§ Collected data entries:

■ ■ ■ ■ ■

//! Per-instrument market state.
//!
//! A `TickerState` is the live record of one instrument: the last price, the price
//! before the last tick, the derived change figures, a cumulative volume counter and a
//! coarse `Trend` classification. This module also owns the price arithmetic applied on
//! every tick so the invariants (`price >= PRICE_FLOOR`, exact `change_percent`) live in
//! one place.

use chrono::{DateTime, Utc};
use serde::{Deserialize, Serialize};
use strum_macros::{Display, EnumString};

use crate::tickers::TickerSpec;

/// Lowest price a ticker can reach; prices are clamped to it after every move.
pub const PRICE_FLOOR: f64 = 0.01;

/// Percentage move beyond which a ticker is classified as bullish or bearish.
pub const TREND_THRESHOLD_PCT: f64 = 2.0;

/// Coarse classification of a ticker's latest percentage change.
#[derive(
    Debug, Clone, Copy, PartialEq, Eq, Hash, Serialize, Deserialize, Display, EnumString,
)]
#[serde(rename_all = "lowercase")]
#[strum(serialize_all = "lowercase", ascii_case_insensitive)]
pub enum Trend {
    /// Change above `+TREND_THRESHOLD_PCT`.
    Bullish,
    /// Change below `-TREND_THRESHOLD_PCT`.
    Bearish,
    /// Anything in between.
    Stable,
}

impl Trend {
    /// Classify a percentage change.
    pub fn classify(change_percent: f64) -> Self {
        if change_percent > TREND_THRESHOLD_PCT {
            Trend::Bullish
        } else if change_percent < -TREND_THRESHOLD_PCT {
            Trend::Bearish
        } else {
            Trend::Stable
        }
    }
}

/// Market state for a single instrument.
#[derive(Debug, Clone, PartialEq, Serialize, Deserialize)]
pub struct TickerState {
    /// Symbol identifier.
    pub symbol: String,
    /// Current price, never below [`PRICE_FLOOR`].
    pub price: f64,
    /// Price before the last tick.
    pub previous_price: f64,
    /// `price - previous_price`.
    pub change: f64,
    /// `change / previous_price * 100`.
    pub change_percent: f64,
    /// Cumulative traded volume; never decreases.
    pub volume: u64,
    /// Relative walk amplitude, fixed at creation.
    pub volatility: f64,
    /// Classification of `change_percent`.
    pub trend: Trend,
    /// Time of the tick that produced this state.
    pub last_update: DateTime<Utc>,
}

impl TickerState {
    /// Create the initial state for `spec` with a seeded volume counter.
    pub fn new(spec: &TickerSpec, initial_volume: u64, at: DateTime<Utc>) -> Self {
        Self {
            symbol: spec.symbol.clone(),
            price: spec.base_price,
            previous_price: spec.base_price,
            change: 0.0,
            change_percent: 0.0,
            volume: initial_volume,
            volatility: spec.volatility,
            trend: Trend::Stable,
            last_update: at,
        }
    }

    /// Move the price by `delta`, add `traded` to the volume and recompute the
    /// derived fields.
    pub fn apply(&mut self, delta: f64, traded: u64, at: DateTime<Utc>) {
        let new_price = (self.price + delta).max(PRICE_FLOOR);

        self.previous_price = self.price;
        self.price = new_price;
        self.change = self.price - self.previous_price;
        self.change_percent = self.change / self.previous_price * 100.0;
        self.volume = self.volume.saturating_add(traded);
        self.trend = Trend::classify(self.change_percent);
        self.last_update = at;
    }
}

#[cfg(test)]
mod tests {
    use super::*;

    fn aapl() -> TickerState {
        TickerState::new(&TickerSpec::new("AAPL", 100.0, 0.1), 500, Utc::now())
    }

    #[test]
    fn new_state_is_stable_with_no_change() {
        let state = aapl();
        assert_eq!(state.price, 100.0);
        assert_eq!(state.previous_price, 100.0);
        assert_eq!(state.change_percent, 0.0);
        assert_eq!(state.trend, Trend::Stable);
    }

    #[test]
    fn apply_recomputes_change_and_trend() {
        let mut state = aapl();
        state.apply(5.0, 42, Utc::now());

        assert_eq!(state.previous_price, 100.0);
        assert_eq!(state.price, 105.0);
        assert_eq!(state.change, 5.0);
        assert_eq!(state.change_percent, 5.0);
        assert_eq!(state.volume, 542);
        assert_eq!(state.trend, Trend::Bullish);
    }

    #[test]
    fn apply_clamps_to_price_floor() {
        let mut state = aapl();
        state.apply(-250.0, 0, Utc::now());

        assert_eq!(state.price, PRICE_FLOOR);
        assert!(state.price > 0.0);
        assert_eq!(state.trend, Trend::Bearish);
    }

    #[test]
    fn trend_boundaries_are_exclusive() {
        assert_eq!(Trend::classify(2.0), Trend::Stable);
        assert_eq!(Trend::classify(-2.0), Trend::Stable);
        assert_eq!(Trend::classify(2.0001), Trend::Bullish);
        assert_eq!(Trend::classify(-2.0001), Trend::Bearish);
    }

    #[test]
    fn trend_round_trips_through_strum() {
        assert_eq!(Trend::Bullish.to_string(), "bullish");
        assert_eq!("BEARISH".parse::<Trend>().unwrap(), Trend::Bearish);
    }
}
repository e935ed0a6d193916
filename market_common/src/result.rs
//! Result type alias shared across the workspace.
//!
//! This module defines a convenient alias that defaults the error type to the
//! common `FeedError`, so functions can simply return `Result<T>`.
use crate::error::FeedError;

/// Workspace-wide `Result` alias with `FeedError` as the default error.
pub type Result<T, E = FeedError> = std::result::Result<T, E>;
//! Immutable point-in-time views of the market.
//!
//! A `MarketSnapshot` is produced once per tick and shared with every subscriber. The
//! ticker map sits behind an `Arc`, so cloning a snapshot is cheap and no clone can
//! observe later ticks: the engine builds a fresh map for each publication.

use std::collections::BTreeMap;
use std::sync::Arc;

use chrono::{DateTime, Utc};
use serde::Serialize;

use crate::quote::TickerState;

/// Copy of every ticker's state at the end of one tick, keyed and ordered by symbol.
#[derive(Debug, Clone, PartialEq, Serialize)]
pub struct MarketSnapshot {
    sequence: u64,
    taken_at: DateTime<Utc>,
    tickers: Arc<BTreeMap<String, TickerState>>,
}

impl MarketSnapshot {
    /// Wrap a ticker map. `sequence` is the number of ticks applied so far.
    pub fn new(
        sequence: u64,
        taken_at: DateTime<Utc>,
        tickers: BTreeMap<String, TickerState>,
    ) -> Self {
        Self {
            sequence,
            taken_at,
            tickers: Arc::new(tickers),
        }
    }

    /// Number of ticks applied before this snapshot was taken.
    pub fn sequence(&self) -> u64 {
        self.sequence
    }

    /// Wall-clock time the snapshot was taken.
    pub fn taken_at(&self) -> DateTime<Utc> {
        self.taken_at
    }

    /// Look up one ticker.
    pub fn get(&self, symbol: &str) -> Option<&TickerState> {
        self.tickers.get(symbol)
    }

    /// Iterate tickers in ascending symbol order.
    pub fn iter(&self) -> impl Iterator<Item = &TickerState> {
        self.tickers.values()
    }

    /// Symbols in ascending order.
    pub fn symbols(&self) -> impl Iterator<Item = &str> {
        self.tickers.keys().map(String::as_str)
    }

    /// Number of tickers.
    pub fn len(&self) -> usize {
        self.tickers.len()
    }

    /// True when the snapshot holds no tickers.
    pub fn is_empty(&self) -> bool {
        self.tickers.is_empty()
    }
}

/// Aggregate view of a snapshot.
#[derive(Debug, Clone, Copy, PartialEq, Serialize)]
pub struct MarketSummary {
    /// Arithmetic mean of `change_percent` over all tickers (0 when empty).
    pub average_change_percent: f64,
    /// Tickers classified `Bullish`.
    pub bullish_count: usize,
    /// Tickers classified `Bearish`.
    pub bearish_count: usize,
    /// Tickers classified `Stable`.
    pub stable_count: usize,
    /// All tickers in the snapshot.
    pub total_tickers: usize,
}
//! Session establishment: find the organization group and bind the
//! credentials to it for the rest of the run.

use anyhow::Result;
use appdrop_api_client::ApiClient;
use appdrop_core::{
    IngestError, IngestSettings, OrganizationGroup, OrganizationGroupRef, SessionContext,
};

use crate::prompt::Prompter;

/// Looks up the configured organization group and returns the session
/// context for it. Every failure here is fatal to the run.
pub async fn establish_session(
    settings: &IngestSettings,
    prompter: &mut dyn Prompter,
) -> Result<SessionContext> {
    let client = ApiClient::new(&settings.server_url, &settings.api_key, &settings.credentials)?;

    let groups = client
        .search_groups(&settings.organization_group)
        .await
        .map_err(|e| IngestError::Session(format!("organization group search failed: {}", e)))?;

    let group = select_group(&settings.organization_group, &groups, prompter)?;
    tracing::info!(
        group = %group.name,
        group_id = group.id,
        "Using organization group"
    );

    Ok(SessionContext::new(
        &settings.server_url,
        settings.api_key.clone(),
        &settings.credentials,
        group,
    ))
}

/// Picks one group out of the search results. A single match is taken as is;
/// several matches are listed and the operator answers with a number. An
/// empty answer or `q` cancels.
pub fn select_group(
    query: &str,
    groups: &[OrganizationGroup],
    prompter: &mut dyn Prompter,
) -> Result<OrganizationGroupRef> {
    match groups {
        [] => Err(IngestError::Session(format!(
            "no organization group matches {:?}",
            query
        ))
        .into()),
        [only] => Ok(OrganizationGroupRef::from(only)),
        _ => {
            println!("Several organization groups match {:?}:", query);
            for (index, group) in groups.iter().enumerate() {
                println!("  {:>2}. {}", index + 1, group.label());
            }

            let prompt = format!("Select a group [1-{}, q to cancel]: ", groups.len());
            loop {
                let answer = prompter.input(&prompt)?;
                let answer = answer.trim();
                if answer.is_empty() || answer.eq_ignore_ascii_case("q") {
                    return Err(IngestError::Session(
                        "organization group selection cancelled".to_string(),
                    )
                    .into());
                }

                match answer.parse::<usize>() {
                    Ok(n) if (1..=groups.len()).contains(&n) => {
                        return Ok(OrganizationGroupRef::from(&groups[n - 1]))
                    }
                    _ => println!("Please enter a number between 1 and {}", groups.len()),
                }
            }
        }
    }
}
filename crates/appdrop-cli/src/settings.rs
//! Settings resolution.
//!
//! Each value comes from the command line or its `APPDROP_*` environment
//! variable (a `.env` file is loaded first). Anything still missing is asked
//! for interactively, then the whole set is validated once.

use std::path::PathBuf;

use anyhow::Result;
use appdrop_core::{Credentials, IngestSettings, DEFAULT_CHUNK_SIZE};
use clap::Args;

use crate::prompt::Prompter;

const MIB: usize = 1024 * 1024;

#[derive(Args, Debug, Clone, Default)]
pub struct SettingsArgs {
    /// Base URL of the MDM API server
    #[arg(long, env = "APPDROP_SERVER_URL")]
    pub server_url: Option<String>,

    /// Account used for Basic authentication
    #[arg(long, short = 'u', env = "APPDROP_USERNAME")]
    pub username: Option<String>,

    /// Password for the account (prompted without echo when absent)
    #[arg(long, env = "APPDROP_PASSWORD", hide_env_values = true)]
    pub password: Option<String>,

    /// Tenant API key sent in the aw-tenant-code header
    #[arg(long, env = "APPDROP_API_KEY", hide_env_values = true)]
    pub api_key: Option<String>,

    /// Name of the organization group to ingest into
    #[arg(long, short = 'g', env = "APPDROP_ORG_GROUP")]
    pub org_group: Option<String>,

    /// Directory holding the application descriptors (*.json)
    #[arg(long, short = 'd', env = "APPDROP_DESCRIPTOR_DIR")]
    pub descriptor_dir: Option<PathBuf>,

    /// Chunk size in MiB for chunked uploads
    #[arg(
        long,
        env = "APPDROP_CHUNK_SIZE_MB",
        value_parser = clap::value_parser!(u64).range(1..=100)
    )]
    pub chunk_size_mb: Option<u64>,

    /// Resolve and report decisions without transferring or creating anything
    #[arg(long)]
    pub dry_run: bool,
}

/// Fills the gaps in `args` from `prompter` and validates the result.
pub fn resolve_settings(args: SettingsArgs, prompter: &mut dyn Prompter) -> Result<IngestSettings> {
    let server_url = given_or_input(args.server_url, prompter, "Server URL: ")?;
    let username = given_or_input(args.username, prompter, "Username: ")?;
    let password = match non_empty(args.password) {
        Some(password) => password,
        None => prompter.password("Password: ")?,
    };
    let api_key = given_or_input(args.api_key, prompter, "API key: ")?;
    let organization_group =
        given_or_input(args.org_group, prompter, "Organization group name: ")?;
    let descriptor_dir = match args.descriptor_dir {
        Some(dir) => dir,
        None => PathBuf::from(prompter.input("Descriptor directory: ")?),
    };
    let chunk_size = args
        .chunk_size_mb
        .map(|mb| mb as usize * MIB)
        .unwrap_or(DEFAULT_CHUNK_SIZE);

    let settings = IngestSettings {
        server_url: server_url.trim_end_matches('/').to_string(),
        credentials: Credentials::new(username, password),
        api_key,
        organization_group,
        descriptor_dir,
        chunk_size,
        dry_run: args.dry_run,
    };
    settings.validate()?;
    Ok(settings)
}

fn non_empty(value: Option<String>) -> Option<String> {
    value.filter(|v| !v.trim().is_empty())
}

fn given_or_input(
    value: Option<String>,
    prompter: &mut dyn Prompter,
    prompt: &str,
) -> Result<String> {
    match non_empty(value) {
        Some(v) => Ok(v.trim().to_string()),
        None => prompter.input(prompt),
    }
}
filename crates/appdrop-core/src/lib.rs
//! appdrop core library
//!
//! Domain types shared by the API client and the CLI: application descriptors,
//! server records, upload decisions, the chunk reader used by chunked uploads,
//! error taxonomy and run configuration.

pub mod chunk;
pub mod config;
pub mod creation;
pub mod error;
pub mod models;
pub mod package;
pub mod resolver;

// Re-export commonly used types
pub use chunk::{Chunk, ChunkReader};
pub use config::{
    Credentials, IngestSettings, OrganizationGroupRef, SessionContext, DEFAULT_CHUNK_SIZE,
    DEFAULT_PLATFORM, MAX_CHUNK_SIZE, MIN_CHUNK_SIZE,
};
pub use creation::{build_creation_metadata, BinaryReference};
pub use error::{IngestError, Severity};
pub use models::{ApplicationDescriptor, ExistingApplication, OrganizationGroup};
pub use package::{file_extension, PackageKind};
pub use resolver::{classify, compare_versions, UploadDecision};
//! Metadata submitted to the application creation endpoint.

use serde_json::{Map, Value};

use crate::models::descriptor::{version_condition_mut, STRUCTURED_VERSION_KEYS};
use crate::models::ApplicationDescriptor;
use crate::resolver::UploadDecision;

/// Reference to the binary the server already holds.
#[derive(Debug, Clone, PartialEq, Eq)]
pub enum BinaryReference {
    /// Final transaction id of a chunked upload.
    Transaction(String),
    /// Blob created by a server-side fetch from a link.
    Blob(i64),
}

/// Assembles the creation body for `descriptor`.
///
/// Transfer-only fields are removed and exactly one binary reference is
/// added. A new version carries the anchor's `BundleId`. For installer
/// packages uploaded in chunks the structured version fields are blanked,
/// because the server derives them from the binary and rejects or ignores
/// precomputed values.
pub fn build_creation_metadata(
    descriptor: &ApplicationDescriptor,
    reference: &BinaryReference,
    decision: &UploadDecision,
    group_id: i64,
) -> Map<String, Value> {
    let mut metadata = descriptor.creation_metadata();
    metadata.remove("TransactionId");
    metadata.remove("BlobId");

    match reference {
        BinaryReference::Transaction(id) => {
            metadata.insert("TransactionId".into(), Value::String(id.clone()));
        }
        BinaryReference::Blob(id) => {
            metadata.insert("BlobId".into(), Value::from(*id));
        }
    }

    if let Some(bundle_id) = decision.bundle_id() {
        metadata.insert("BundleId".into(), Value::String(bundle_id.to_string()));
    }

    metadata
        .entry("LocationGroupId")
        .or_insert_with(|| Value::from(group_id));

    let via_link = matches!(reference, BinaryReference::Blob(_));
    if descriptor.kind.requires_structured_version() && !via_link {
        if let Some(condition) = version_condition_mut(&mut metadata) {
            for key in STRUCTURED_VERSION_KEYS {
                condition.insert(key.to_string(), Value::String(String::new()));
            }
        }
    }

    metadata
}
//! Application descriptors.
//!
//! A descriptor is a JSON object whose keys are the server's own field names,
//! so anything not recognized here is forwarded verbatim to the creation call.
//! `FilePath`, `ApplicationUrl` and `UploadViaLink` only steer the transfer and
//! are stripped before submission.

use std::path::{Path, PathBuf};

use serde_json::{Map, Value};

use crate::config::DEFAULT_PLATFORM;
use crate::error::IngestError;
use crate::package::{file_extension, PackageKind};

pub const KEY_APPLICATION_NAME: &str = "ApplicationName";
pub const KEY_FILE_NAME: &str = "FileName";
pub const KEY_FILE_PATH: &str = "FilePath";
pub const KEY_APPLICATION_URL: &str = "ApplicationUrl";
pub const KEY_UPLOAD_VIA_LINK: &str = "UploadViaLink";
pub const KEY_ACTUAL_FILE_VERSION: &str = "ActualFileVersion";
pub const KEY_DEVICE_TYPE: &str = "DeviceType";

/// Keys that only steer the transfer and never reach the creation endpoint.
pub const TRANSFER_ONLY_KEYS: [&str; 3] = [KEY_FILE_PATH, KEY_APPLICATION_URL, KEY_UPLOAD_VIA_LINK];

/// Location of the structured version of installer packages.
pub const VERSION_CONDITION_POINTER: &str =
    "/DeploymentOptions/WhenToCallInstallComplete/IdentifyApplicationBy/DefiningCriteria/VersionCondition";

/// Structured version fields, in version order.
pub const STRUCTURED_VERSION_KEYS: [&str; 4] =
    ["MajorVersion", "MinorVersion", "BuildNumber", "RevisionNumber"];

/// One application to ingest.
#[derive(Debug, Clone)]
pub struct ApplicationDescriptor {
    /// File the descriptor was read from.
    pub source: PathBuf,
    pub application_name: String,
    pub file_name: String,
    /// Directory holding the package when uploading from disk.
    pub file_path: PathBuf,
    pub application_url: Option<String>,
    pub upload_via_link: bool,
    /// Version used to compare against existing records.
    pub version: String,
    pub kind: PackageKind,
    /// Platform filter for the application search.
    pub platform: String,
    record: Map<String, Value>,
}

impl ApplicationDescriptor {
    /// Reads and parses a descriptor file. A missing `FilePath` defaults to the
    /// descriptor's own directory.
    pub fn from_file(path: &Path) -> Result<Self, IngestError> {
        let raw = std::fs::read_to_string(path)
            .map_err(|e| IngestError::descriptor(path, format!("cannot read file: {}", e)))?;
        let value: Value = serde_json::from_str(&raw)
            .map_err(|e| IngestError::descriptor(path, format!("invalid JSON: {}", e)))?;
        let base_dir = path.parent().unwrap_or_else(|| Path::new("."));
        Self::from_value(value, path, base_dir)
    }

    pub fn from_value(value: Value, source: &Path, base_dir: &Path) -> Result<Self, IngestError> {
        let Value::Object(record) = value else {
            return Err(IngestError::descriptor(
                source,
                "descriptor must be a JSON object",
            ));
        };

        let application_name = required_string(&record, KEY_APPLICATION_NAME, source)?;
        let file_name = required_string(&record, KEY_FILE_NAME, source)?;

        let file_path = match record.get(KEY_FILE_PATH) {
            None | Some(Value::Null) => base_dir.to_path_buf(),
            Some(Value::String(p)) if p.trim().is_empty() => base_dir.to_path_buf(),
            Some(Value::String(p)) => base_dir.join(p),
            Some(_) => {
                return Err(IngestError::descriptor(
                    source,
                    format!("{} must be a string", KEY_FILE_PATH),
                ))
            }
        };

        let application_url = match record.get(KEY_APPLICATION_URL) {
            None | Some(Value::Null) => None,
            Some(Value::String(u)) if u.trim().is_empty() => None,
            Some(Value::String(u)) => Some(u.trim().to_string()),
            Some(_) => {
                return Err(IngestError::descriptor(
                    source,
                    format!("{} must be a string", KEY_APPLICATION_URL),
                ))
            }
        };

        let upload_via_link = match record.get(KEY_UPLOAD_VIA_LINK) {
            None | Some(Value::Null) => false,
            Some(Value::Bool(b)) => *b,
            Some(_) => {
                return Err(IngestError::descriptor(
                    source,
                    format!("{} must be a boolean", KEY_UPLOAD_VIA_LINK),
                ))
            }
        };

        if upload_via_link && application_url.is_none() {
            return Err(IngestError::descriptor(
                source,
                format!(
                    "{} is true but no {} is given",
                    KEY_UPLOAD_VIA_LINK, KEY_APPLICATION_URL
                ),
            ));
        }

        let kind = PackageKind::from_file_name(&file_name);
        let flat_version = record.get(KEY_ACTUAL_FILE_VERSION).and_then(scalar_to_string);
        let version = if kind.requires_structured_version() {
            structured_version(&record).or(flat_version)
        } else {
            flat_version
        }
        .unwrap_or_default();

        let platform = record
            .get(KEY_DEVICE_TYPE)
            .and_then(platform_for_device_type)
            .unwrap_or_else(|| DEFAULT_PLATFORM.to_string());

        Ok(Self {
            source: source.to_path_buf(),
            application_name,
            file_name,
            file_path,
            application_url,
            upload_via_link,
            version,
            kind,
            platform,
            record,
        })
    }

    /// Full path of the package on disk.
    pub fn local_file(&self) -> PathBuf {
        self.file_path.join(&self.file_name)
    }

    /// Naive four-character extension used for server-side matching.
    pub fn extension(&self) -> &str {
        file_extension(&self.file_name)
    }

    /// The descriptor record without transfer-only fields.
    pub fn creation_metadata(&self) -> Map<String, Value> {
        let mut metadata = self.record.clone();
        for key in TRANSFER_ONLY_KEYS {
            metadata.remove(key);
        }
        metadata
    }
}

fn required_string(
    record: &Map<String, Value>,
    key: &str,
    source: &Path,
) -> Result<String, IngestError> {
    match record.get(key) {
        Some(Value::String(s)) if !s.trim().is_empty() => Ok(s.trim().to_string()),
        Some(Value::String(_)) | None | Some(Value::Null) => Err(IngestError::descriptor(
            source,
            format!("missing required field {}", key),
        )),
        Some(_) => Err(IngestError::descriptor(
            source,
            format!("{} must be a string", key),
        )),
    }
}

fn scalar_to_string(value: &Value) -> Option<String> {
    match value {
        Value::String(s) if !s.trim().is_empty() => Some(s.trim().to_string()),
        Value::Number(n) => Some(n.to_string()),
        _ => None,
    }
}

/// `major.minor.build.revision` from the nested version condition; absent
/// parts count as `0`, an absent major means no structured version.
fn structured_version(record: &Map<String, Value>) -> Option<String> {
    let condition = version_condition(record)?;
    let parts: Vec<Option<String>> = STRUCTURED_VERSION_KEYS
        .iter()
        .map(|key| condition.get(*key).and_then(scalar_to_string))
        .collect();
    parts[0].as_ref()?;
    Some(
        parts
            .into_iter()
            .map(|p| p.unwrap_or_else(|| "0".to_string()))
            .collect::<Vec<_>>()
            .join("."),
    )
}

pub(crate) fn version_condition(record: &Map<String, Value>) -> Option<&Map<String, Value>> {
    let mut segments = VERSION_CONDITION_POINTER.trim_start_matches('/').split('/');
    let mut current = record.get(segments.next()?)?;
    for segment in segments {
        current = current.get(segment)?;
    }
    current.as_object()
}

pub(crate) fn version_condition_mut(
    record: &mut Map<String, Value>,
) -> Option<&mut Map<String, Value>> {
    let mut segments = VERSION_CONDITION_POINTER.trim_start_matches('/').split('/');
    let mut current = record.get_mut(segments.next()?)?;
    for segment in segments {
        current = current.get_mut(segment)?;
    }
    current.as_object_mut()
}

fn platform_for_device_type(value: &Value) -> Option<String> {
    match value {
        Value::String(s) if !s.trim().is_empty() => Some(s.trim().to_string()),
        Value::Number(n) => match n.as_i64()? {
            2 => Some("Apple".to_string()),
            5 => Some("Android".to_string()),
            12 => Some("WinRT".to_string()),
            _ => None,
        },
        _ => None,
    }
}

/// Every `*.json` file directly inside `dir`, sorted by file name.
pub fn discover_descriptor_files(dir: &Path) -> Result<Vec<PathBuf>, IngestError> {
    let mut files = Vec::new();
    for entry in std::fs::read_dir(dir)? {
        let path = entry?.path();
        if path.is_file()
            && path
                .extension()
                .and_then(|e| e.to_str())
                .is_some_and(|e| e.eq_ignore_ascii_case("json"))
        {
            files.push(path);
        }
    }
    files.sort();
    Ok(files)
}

■ ■ ■ ■ ■

Among the entries, how many lines contain the string "OrganizationGroupRef"? Give the number without anything else.

§ Answer for this exercise:
5